### What the task requires
Only the lines below starting at the one containing "let request = match" and ending at the one containing "let id = item.id.clone();" belong in the answer, each copied exactly.

**** Data for review

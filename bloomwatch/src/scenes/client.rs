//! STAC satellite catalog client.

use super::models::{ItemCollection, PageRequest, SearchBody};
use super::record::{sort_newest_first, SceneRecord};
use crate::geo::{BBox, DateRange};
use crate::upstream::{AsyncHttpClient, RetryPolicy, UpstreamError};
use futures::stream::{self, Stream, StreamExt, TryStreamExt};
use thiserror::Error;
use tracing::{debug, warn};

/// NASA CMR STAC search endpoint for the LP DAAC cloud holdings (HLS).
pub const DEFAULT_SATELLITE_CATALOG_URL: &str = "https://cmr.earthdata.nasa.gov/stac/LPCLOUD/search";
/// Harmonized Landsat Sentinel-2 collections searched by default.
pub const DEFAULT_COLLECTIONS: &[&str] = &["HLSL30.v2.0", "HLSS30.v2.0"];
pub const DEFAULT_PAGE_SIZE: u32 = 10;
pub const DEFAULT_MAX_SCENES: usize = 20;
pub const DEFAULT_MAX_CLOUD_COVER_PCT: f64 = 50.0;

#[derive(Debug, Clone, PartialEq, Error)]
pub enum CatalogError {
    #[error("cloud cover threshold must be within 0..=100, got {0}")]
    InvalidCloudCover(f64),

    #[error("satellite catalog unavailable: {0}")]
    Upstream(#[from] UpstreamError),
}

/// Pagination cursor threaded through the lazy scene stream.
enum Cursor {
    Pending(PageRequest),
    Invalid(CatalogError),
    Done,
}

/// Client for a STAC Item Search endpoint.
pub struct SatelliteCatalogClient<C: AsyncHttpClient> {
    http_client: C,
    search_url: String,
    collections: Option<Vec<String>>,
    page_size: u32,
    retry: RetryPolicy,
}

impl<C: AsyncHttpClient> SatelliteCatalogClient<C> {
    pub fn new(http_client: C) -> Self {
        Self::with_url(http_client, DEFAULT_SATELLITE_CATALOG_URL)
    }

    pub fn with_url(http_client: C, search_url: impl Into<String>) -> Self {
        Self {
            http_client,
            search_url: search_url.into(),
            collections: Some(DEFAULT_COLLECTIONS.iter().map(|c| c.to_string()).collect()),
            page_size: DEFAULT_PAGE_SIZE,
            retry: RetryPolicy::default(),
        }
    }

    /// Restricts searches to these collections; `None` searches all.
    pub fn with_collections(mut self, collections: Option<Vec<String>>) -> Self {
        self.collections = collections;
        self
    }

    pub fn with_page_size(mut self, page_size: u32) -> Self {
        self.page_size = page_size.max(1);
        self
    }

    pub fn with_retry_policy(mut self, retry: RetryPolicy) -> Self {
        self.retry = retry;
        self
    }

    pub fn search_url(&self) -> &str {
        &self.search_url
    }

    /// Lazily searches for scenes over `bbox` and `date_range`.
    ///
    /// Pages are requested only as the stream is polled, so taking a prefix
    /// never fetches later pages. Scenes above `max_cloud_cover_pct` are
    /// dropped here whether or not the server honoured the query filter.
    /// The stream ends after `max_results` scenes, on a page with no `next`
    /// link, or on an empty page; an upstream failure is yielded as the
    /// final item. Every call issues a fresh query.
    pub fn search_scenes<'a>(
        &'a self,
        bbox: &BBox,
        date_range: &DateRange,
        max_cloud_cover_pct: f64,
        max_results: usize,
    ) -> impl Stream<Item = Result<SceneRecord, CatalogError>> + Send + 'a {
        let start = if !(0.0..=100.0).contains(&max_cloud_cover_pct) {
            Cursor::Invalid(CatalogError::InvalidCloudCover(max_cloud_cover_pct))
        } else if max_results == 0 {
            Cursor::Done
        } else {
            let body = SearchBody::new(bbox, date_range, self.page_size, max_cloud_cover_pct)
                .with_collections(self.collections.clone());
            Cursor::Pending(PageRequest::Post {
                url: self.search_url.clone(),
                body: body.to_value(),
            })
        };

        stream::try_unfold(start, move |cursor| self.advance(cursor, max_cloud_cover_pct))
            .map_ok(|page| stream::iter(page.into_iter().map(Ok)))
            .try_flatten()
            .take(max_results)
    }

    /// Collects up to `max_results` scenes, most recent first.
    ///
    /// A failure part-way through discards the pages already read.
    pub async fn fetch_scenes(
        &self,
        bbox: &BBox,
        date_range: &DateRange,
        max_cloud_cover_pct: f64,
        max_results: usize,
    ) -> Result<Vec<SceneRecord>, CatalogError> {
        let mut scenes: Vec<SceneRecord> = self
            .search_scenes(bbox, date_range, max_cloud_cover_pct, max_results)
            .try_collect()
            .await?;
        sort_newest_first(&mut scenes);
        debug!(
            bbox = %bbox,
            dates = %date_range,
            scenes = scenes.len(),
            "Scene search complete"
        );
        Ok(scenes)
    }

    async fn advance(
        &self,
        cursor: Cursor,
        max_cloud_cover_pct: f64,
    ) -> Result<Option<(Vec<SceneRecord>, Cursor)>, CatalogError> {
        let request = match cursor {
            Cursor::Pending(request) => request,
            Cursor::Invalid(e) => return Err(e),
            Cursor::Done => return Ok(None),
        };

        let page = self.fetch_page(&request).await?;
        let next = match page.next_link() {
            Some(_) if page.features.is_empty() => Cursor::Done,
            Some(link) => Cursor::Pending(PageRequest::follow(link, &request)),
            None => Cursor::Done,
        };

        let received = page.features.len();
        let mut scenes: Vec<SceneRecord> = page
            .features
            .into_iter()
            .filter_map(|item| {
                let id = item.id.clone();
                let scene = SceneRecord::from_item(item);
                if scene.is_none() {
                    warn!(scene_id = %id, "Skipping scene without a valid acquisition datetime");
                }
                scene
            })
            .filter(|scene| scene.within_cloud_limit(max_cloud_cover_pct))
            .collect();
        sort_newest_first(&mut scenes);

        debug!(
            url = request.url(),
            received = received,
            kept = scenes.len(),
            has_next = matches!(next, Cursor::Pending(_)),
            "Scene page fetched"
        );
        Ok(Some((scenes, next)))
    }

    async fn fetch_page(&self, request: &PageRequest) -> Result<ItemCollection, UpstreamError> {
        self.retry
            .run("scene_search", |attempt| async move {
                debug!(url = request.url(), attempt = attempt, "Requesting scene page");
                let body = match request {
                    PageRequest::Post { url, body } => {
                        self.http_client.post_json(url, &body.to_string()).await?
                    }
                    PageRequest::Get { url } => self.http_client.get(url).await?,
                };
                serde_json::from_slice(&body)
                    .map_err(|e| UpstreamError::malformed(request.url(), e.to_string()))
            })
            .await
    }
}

********
**** Data for review

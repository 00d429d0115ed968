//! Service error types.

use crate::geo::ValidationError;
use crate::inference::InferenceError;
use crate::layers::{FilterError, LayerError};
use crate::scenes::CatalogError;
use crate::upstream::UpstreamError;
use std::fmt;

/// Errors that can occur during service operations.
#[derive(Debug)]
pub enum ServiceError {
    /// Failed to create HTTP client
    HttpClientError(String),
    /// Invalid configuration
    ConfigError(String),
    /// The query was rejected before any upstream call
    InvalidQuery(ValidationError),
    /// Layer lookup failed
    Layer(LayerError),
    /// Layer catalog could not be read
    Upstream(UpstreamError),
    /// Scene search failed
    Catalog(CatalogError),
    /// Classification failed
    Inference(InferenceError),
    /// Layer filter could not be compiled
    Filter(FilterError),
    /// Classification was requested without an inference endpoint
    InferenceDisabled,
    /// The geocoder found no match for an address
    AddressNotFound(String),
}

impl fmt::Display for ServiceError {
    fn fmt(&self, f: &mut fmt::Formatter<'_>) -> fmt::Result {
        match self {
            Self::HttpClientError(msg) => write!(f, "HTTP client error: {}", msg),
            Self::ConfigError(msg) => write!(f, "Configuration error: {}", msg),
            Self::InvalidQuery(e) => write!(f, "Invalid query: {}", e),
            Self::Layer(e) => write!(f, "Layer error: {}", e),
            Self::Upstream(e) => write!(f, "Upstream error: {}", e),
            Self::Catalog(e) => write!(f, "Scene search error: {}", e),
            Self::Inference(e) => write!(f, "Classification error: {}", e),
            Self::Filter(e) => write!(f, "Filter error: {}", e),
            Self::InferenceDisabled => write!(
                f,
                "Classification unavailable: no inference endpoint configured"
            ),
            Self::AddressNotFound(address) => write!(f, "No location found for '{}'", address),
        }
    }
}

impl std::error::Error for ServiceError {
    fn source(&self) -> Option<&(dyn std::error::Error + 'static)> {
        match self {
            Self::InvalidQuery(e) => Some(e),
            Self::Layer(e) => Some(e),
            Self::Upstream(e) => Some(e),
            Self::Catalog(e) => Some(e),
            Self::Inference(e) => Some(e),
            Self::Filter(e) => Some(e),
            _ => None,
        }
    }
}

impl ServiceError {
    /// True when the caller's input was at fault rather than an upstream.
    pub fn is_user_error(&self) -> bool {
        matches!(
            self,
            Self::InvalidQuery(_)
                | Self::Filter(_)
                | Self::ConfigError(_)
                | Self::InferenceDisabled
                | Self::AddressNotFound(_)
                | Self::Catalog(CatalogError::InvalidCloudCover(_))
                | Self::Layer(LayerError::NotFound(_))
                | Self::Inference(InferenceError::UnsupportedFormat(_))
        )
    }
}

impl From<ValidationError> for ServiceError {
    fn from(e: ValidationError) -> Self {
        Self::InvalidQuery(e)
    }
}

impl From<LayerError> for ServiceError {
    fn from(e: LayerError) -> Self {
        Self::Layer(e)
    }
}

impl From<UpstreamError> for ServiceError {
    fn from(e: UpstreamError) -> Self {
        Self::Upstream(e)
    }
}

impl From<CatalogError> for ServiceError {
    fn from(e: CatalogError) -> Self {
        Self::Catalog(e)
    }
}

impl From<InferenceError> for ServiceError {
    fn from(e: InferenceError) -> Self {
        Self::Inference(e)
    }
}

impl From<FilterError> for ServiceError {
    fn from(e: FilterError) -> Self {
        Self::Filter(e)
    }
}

********

### Output below
        let request = match cursor {
            Cursor::Pending(request) => request,
            Cursor::Invalid(e) => return Err(e),
            Cursor::Done => return Ok(None),
        };

        let page = self.fetch_page(&request).await?;
        let next = match page.next_link() {
            Some(_) if page.features.is_empty() => Cursor::Done,
            Some(link) => Cursor::Pending(PageRequest::follow(link, &request)),
            None => Cursor::Done,
        };

        let received = page.features.len();
        let mut scenes: Vec<SceneRecord> = page
            .features
            .into_iter()
            .filter_map(|item| {
                let id = item.id.clone();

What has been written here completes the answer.